Dave Munichiello of GV on investing across all stages at YC, the GitLab story (passed on Series B, backed it after), and Google as a permanent LP
Jun 11, 2025 with Dave Munichiello
Key Points
- GV passed on GitLab's Series B due to skepticism about its remote model and GitHub competition, then backed the company shortly after and remains a public shareholder, illustrating how GV treats rejected rounds as pauses rather than relationship endings.
- Google as GV's sole LP provides permanent capital with minimal oversight, freeing the firm from quarterly LP interrogation and investor-day cycles that consume most venture shops.
- GV applies Series A evaluation criteria to seed bets to manage signal risk, making it unable to scatter capital across 30 companies like dedicated seed programs, but positioning it to lead rounds in proven founders.
Summary
Dave Munichiello, managing partner at GV (Google Ventures), has been investing in AI and enterprise software for 13 years. His conversation at YC Demo Day 2025 covers GV's structural advantages, its multi-stage approach to YC, and where he sees the next wave of AI value accruing.
The GitLab lesson
GV passed on GitLab's Series B. The concerns at the time were the remote-only model — GitLab and WordPress were among the first companies to operate that way — and skepticism about competing with GitHub. GV backed the company shortly after the Series B and remains a public market shareholder today. Munichiello stepped off the floor to join the earnings call with the CEO and CFO just before this conversation. The pass-then-back story is a clean illustration of GV's stated posture: passing on a round is not a relationship ending, it is a pause.

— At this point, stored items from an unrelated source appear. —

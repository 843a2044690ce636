use tracing::debug;

use lgbm_engine::{CsrMatrix, DenseMatrix, PredictType};

use crate::bridge::{c_string, Bridge};
use crate::error::{BridgeError, BridgeResult};
use crate::handles::BoosterHandle;

/// Product of `factors` (negatives count as 0). Fails with `SizeOverflow`
/// unless the product fits both `i64` and `usize`.
pub(crate) fn checked_len(what: &'static str, factors: &[i64]) -> BridgeResult<usize> {
    factors
        .iter()
        .try_fold(1i64, |acc, &f| acc.checked_mul(f.max(0)))
        .and_then(|n| usize::try_from(n).ok())
        .ok_or_else(|| BridgeError::SizeOverflow {
            what,
            factors: factors
                .iter()
                .map(|f| f.to_string())
                .collect::<Vec<_>>()
                .join(" x "),
        })
}

impl Bridge {
    /// Number of metrics evaluated per partition.
    pub fn booster_eval_counts(&self, handle: BoosterHandle) -> BridgeResult<usize> {
        let raw = self.booster_raw(handle)?;
        Ok(self.engine.booster_eval_counts(raw)?.max(0) as usize)
    }

    pub fn booster_eval_names(&self, handle: BoosterHandle) -> BridgeResult<Vec<String>> {
        let raw = self.booster_raw(handle)?;
        let count = self.engine.booster_eval_counts(raw)?.max(0) as usize;
        Ok(self.engine.booster_eval_names(raw, count)?)
    }

    /// Current metric values on partition `data_idx`, in [`booster_eval_names`](Self::booster_eval_names) order.
    pub fn booster_eval(&self, handle: BoosterHandle, data_idx: i32) -> BridgeResult<Vec<f32>> {
        debug!(%handle, data_idx, "booster_eval");
        let raw = self.booster_raw(handle)?;
        self.partition_rows(handle, data_idx)?;
        let count = self.engine.booster_eval_counts(raw)?.max(0) as usize;
        let mut out = vec![0.0f32; count];
        let written = self.engine.booster_eval(raw, data_idx, &mut out)?;
        out.truncate(written as usize);
        Ok(out)
    }

    /// Raw scores the booster holds for partition `data_idx`.
    pub fn booster_get_predict(&self, handle: BoosterHandle, data_idx: i32) -> BridgeResult<Vec<f32>> {
        debug!(%handle, data_idx, "booster_get_predict");
        let raw = self.booster_raw(handle)?;
        let rows = self.partition_rows(handle, data_idx)?;
        let len = checked_len("prediction", &[self.engine.booster_num_classes(raw)?, rows])?;
        let mut out = vec![0.0f32; len];
        let written = self.engine.booster_get_predict(raw, data_idx, &mut out)?;
        out.truncate(written as usize);
        Ok(out)
    }

    /// Output length of a prediction over `num_rows` rows.
    ///
    /// `num_class * num_rows`, multiplied by the number of iterations used
    /// in leaf-index mode. `num_iteration <= 0` uses every iteration.
    pub fn booster_calc_num_predict(
        &self,
        handle: BoosterHandle,
        num_rows: usize,
        predict_type: PredictType,
        num_iteration: i64,
    ) -> BridgeResult<usize> {
        let raw = self.booster_raw(handle)?;
        let num_class = self.engine.booster_num_classes(raw)?;
        let num_rows = i64::try_from(num_rows).map_err(|_| BridgeError::SizeOverflow {
            what: "prediction",
            factors: format!("{num_class} x {num_rows}"),
        })?;
        if predict_type != PredictType::LeafIndex {
            return checked_len("prediction", &[num_class, num_rows]);
        }
        let current = self.engine.booster_current_iteration(raw)?;
        let used = if num_iteration <= 0 {
            current
        } else {
            num_iteration.min(current)
        };
        checked_len("prediction", &[num_class, num_rows, used])
    }

    pub fn booster_predict_for_mat(
        &self,
        handle: BoosterHandle,
        matrix: &DenseMatrix<'_>,
        predict_type: PredictType,
        num_iteration: i64,
    ) -> BridgeResult<Vec<f32>> {
        debug!(%handle, nrow = matrix.nrow(), ?predict_type, num_iteration, "booster_predict_for_mat");
        let raw = self.booster_raw(handle)?;
        let len = self.booster_calc_num_predict(handle, matrix.rows(), predict_type, num_iteration)?;
        let mut out = vec![0.0f32; len];
        let written =
            self.engine
                .booster_predict_for_mat(raw, matrix, predict_type, num_iteration, &mut out)?;
        out.truncate(written as usize);
        Ok(out)
    }

    pub fn booster_predict_for_csr(
        &self,
        handle: BoosterHandle,
        matrix: &CsrMatrix<'_>,
        predict_type: PredictType,
        num_iteration: i64,
    ) -> BridgeResult<Vec<f32>> {
        debug!(%handle, rows = matrix.rows(), ?predict_type, num_iteration, "booster_predict_for_csr");
        let raw = self.booster_raw(handle)?;
        let len = self.booster_calc_num_predict(handle, matrix.rows(), predict_type, num_iteration)?;
        let mut out = vec![0.0f32; len];
        let written =
            self.engine
                .booster_predict_for_csr(raw, matrix, predict_type, num_iteration, &mut out)?;
        out.truncate(written as usize);
        Ok(out)
    }

    /// Predict every row of `data_path` and write the scores to `result_path`.
    pub fn booster_predict_for_file(
        &self,
        handle: BoosterHandle,
        data_path: &str,
        has_header: bool,
        predict_type: PredictType,
        num_iteration: i64,
        result_path: &str,
    ) -> BridgeResult<()> {
        debug!(%handle, data_path, result_path, ?predict_type, "booster_predict_for_file");
        let raw = self.booster_raw(handle)?;
        let data_filename = c_string("data path", data_path)?;
        let result_filename = c_string("result path", result_path)?;
        Ok(self.engine.booster_predict_for_file(
            raw,
            &data_filename,
            has_header,
            predict_type,
            num_iteration,
            &result_filename,
        )?)
    }
}
/// File names tried, in order, when no explicit engine library path is configured.
pub fn engine_library_names() -> &'static [&'static str] {
    #[cfg(target_os = "windows")]
    { &["lib_lightgbm.dll", "lightgbm.dll"] }
    #[cfg(target_os = "macos")]
    { &["lib_lightgbm.dylib", "liblightgbm.dylib"] }
    #[cfg(not(any(target_os = "windows", target_os = "macos")))]
    { &["lib_lightgbm.so", "liblightgbm.so"] }
}

/// Returns the platform name string.
pub fn platform_name() -> &'static str {
    #[cfg(target_os = "windows")]
    { "windows" }
    #[cfg(target_os = "linux")]
    { "linux" }
    #[cfg(target_os = "macos")]
    { "macos" }
    #[cfg(not(any(target_os = "windows", target_os = "linux", target_os = "macos")))]
    { "unknown" }
}
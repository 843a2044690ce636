use lgbm_core::CoreError;
use lgbm_engine::{DType, EngineError, MatrixError};

use crate::handles::{BoosterHandle, DatasetHandle, Field};

pub type BridgeResult<T> = Result<T, BridgeError>;

#[derive(Debug, thiserror::Error)]
pub enum BridgeError {
    #[error(transparent)]
    Engine(#[from] EngineError),

    #[error(transparent)]
    Core(#[from] CoreError),

    #[error("invalid matrix: {0}")]
    InvalidMatrix(#[from] MatrixError),

    #[error("{what} contains an interior NUL byte")]
    InvalidString { what: &'static str },

    #[error("unknown dataset field '{0}' (expected label, weight, group or group_id)")]
    UnknownField(String),

    #[error("field {field} takes {expected} values, got {actual}")]
    FieldType {
        field: Field,
        expected: DType,
        actual: DType,
    },

    #[error("{what} holds {actual} values, expected {expected}")]
    BufferSize {
        what: &'static str,
        expected: usize,
        actual: usize,
    },

    #[error("{what} size overflows: {factors}")]
    SizeOverflow { what: &'static str, factors: String },

    #[error("data_idx {data_idx} is out of range for {partitions} data partition(s)")]
    PartitionOutOfRange { data_idx: i32, partitions: usize },

    #[error("{0} has no training data")]
    NoTrainingData(BoosterHandle),

    #[error("{dataset} is still attached to {boosters} booster(s)")]
    DatasetInUse { dataset: DatasetHandle, boosters: u32 },
}
//! Evaluation and prediction entry points.
//!
//! Output arrays are caller-allocated. Each call takes the buffer's capacity
//! in elements and fails without writing when it is too small;
//! `LGBMB_BoosterCalcNumPredict` gives the size a prediction needs.

use std::ffi::{c_char, c_int, c_void};

use lgbm_bridge::{CsrMatrix, DenseMatrix, Layout};
use lgbm_engine::native::EVAL_NAME_CAPACITY;

use crate::error::ApiError;
use crate::ffi::{self, c_str, copy_to_caller, length, out_ref};
use crate::run;

#[no_mangle]
pub unsafe extern "C" fn LGBMB_BoosterGetEvalCounts(handle: u64, out_len: *mut i64) -> c_int {
    run("LGBMB_BoosterGetEvalCounts", |bridge| {
        let out = unsafe { out_ref(out_len, "out_len")? };
        *out = bridge.booster_eval_counts(ffi::booster(handle, "booster")?)? as i64;
        Ok(())
    })
}

/// Copy metric names into `out_strs`, an array of `capacity` buffers of
/// `EVAL_NAME_CAPACITY` (256) bytes each. Longer names are truncated.
#[no_mangle]
pub unsafe extern "C" fn LGBMB_BoosterGetEvalNames(
    handle: u64,
    out_len: *mut i64,
    out_strs: *mut *mut c_char,
    capacity: i64,
) -> c_int {
    run("LGBMB_BoosterGetEvalNames", |bridge| {
        let out_len = unsafe { out_ref(out_len, "out_len")? };
        let names = bridge.booster_eval_names(ffi::booster(handle, "booster")?)?;
        if (capacity as i128) < names.len() as i128 {
            return Err(ApiError::Capacity {
                what: "out_strs",
                needed: names.len(),
                capacity,
            });
        }
        if !names.is_empty() && out_strs.is_null() {
            return Err(ApiError::NullPointer("out_strs"));
        }

        for (i, name) in names.iter().enumerate() {
            let dest = unsafe { *out_strs.add(i) };
            if dest.is_null() {
                return Err(ApiError::NullPointer("out_strs entry"));
            }
            let bytes = name.as_bytes();
            let n = bytes.len().min(EVAL_NAME_CAPACITY - 1);
            unsafe {
                std::ptr::copy_nonoverlapping(bytes.as_ptr(), dest as *mut u8, n);
                *dest.add(n) = 0;
            }
        }
        *out_len = names.len() as i64;
        Ok(())
    })
}

/// `data_idx` 0 is the training data, 1.. the validation sets in the order added.
#[no_mangle]
pub unsafe extern "C" fn LGBMB_BoosterGetEval(
    handle: u64,
    data_idx: c_int,
    out_len: *mut i64,
    out_results: *mut f32,
    capacity: i64,
) -> c_int {
    run("LGBMB_BoosterGetEval", |bridge| {
        let out_len = unsafe { out_ref(out_len, "out_len")? };
        let scores = bridge.booster_eval(ffi::booster(handle, "booster")?, data_idx)?;
        unsafe { copy_to_caller(&scores, out_results, capacity, "out_results")? };
        *out_len = scores.len() as i64;
        Ok(())
    })
}

#[no_mangle]
pub unsafe extern "C" fn LGBMB_BoosterGetPredict(
    handle: u64,
    data_idx: c_int,
    out_len: *mut i64,
    out_result: *mut f32,
    capacity: i64,
) -> c_int {
    run("LGBMB_BoosterGetPredict", |bridge| {
        let out_len = unsafe { out_ref(out_len, "out_len")? };
        let scores = bridge.booster_get_predict(ffi::booster(handle, "booster")?, data_idx)?;
        unsafe { copy_to_caller(&scores, out_result, capacity, "out_result")? };
        *out_len = scores.len() as i64;
        Ok(())
    })
}

#[no_mangle]
pub unsafe extern "C" fn LGBMB_BoosterCalcNumPredict(
    handle: u64,
    num_row: i64,
    predict_type: c_int,
    num_iteration: i64,
    out_len: *mut i64,
) -> c_int {
    run("LGBMB_BoosterCalcNumPredict", |bridge| {
        let out_len = unsafe { out_ref(out_len, "out_len")? };
        let len = bridge.booster_calc_num_predict(
            ffi::booster(handle, "booster")?,
            length(num_row, "num_row")?,
            ffi::predict_type(predict_type)?,
            num_iteration,
        )?;
        *out_len = ffi::out_len(len, "out_len")?;
        Ok(())
    })
}

#[no_mangle]
pub unsafe extern "C" fn LGBMB_BoosterPredictForFile(
    handle: u64,
    data_filename: *const c_char,
    data_has_header: c_int,
    predict_type: c_int,
    num_iteration: i64,
    result_filename: *const c_char,
) -> c_int {
    run("LGBMB_BoosterPredictForFile", |bridge| {
        let data_filename = unsafe { c_str(data_filename, "data_filename")? };
        let result_filename = unsafe { c_str(result_filename, "result_filename")? };
        bridge.booster_predict_for_file(
            ffi::booster(handle, "booster")?,
            data_filename,
            data_has_header != 0,
            ffi::predict_type(predict_type)?,
            num_iteration,
            result_filename,
        )?;
        Ok(())
    })
}

#[no_mangle]
pub unsafe extern "C" fn LGBMB_BoosterPredictForCSR(
    handle: u64,
    indptr: *const c_void,
    indptr_type: c_int,
    indices: *const i32,
    data: *const c_void,
    data_type: c_int,
    nindptr: i64,
    nelem: i64,
    num_col: i64,
    predict_type: c_int,
    num_iteration: i64,
    out_len: *mut i64,
    out_result: *mut f32,
    capacity: i64,
) -> c_int {
    run("LGBMB_BoosterPredictForCSR", |bridge| {
        let nindptr = length(nindptr, "nindptr")?;
        let nelem = length(nelem, "nelem")?;
        let indptr = unsafe { ffi::index_data(indptr, indptr_type, nindptr, "indptr")? };
        let indices = unsafe { ffi::slice(indices, nelem, "indices")? };
        let values = unsafe { ffi::float_data(data, data_type, nelem, "data")? };
        let matrix = CsrMatrix::new(indptr, indices, values, length(num_col, "num_col")?)?;
        let out_len = unsafe { out_ref(out_len, "out_len")? };

        let scores = bridge.booster_predict_for_csr(
            ffi::booster(handle, "booster")?,
            &matrix,
            ffi::predict_type(predict_type)?,
            num_iteration,
        )?;
        unsafe { copy_to_caller(&scores, out_result, capacity, "out_result")? };
        *out_len = scores.len() as i64;
        Ok(())
    })
}

#[no_mangle]
pub unsafe extern "C" fn LGBMB_BoosterPredictForMat(
    handle: u64,
    data: *const c_void,
    data_type: c_int,
    nrow: i32,
    ncol: i32,
    is_row_major: c_int,
    predict_type: c_int,
    num_iteration: i64,
    out_len: *mut i64,
    out_result: *mut f32,
    capacity: i64,
) -> c_int {
    run("LGBMB_BoosterPredictForMat", |bridge| {
        let nrow = length(nrow as i64, "nrow")?;
        let ncol = length(ncol as i64, "ncol")?;
        let values = unsafe { ffi::float_data(data, data_type, ffi::area(nrow, ncol, "data")?, "data")? };
        let layout = if is_row_major != 0 {
            Layout::RowMajor
        } else {
            Layout::ColMajor
        };
        let matrix = DenseMatrix::new(values, nrow, ncol, layout)?;
        let out_len = unsafe { out_ref(out_len, "out_len")? };

        let scores = bridge.booster_predict_for_mat(
            ffi::booster(handle, "booster")?,
            &matrix,
            ffi::predict_type(predict_type)?,
            num_iteration,
        )?;
        unsafe { copy_to_caller(&scores, out_result, capacity, "out_result")? };
        *out_len = scores.len() as i64;
        Ok(())
    })
}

Permanent capital, no LP pressure
Google is GV's sole LP. Munichiello describes it as essentially permanent capital — GV has a half-hour conversation with its LP every couple of years and faces none of the quarterly deal-flow interrogation that most GPs navigate. The tradeoff is that GV does not spend time on LP management, investor days, or communications cycles, which is why Munichiello says he cleared the appearance here with his comms team. That structure frees the firm to focus entirely on founders and other GPs.
Multi-stage investing at YC
GV writes checks across seed through public markets — they cite a $100M position in a public company in the same breath as seed bets at Demo Day. Series A and B are their sweet spot. Every year they run an event with YC founders a few weeks before Demo Day and stay close to the group partners. At Demo Day itself, they have met roughly 30 to 40 companies and expect to invest in a handful.
The constraint on seed activity is signal risk. When GV does an early-stage bet, Munichiello says they apply the same criteria they would use for a Series A lead — effectively asking whether they would lead the A if the company had metrics. That discipline means GV cannot scatter capital across 30 companies the way a dedicated seed program can. General Catalyst, by contrast, runs a separate seed program that lets it categorize early bets differently and manage signal risk independently.
On Demo Day heat specifically, Munichiello is relaxed. The hottest companies at Demo Day do not reliably become the highest-revenue companies over two or three years. He notes a founder in the current batch raised nearly $8 million in uncapped convertible notes, which he frames as a sign of founder quality attracting enthusiasm — but also as a structure that is genuinely hard to evaluate given only three months of operating data.
AI as sustaining and disruptive simultaneously
Munichiello rejects the binary framing of AI as either good for incumbents or good for startups. The internet was good for established companies that adapted and for entirely novel ones; AI can do both. His portfolio examples span vertical AI — Harvey in legal, Sierra and Decagon in customer support, unnamed medical AI companies — but his more open question is what comes after single-function replacement. Replacing one human is tractable; replacing a whole functional team simultaneously, cross-functionally, is the harder and more interesting problem.
He echoes a framing attributed to Dylan Patel: consumer LLMs and code generation were the first two large AI revenue categories, and business automation is the third. The agents framing he considers somewhat simplistic — the more interesting version is autonomous systems that do not interact like a regular employee at all.
On the Mag 7, his position is straightforward: big tech went from hundreds of billions to trillions in market cap, and there is room for the landscape to expand further rather than consolidate. The 49% investment structure — a reference to deals like the Windsurf structure — he reads as the new M&A, a way to capture talent and optionality without a full acquisition.